*** Begin section ***
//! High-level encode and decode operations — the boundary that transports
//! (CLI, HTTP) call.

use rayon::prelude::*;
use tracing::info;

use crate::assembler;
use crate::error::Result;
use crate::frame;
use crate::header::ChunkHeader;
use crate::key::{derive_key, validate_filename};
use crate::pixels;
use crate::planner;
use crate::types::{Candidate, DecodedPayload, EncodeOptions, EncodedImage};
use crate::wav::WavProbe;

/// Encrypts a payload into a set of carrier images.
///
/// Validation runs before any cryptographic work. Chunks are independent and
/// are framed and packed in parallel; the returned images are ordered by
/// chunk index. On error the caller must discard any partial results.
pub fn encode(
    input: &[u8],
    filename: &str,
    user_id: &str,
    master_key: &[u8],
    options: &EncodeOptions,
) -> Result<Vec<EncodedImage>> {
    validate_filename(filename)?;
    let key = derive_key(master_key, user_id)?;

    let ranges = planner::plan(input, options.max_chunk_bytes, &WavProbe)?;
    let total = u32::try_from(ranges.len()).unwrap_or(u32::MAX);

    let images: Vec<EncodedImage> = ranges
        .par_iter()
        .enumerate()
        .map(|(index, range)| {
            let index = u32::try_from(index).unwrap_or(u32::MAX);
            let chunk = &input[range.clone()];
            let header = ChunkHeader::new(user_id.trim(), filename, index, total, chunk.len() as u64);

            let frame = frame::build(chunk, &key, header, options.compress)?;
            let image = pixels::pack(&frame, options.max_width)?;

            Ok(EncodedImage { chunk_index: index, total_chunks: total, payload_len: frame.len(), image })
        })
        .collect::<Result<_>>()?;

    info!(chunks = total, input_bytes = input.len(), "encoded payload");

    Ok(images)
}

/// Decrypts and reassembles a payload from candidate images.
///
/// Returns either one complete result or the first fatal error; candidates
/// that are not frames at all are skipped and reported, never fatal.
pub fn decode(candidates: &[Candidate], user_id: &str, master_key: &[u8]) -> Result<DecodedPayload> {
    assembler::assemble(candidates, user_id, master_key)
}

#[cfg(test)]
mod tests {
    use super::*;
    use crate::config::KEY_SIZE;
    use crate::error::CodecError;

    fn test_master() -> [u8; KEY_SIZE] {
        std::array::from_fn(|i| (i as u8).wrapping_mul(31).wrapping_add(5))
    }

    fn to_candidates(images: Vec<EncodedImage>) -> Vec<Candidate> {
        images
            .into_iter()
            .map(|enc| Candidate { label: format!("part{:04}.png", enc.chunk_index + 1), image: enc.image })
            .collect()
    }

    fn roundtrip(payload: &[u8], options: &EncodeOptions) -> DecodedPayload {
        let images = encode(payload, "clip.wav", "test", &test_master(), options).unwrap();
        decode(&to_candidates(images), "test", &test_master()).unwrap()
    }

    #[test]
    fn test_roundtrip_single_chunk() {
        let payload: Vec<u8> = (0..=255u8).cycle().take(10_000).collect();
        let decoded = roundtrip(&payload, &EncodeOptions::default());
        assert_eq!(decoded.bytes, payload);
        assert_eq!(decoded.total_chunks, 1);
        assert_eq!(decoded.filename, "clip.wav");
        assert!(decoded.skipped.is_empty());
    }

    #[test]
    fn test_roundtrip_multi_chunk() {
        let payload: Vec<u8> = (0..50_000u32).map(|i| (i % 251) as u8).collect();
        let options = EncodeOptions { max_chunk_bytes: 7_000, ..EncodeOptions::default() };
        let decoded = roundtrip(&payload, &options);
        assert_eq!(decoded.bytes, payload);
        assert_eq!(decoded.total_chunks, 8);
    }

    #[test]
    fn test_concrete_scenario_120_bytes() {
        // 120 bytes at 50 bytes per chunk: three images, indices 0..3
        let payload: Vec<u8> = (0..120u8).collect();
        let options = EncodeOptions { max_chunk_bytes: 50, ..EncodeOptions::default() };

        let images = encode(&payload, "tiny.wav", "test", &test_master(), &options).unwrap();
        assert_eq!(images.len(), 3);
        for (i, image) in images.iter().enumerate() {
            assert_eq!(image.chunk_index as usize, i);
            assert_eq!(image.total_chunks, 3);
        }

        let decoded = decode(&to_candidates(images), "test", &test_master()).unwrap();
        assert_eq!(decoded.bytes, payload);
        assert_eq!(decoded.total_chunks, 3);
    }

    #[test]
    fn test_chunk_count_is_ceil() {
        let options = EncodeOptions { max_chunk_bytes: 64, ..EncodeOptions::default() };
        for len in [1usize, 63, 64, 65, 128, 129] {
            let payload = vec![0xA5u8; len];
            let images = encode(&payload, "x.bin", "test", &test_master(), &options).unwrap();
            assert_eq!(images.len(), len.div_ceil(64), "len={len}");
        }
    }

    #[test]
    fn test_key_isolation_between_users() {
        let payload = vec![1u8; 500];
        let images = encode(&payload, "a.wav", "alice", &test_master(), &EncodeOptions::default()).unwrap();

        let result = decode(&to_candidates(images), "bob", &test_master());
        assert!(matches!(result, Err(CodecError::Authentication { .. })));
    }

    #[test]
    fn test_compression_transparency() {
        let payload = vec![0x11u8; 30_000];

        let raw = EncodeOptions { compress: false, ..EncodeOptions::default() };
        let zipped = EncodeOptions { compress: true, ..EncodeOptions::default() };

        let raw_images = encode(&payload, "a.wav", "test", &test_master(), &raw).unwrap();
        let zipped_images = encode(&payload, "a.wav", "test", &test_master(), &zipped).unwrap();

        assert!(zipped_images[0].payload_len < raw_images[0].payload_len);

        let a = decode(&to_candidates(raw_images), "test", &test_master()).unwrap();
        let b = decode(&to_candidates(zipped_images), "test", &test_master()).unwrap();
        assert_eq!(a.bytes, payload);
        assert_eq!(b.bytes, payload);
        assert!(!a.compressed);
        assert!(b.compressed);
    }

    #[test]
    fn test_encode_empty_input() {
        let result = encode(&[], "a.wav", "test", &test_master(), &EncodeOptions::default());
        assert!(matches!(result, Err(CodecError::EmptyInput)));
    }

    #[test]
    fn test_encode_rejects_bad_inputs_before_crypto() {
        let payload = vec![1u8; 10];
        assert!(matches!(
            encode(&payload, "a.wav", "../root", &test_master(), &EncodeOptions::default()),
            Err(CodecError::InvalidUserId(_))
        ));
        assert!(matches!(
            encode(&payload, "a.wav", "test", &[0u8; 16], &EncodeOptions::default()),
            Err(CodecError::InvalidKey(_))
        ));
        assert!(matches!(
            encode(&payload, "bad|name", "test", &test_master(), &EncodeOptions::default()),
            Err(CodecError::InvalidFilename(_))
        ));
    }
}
*** End section ***
*** Begin section ***
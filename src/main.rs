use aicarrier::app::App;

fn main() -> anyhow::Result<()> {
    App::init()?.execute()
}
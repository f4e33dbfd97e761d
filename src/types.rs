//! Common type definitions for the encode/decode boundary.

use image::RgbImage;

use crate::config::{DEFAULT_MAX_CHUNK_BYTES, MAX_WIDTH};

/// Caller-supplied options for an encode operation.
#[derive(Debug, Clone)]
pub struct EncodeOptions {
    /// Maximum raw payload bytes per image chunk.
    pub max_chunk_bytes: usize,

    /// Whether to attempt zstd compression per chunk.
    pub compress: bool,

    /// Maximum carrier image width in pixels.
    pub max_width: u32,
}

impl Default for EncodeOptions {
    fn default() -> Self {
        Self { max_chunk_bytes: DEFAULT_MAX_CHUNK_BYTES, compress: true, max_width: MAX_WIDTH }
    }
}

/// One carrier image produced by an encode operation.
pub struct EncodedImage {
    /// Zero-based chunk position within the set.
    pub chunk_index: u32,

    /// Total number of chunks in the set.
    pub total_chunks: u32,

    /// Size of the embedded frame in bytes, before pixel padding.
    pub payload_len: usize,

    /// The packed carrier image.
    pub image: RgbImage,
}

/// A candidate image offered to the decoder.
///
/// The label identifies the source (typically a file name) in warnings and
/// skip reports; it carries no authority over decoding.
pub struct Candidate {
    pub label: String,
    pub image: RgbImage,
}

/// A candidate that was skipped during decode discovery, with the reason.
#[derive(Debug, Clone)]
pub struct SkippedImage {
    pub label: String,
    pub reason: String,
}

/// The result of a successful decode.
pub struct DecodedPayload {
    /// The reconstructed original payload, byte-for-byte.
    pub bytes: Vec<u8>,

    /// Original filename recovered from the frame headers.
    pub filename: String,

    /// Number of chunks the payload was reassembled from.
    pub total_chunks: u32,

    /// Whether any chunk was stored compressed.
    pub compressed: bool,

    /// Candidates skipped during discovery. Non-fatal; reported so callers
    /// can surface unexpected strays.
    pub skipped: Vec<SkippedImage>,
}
*** End section ***
*Exercise instructions:* Only one stretch of the records above is wanted: the lines between the one holding "any partial results." and the one holding "let images: Vec<EncodedImage> = ranges", inclusive, reproduced exactly.

*Answer:*
/// chunk index. On error the caller must discard any partial results.
pub fn encode(
    input: &[u8],
    filename: &str,
    user_id: &str,
    master_key: &[u8],
    options: &EncodeOptions,
) -> Result<Vec<EncodedImage>> {
    validate_filename(filename)?;
    let key = derive_key(master_key, user_id)?;

    let ranges = planner::plan(input, options.max_chunk_bytes, &WavProbe)?;
    let total = u32::try_from(ranges.len()).unwrap_or(u32::MAX);

    let images: Vec<EncodedImage> = ranges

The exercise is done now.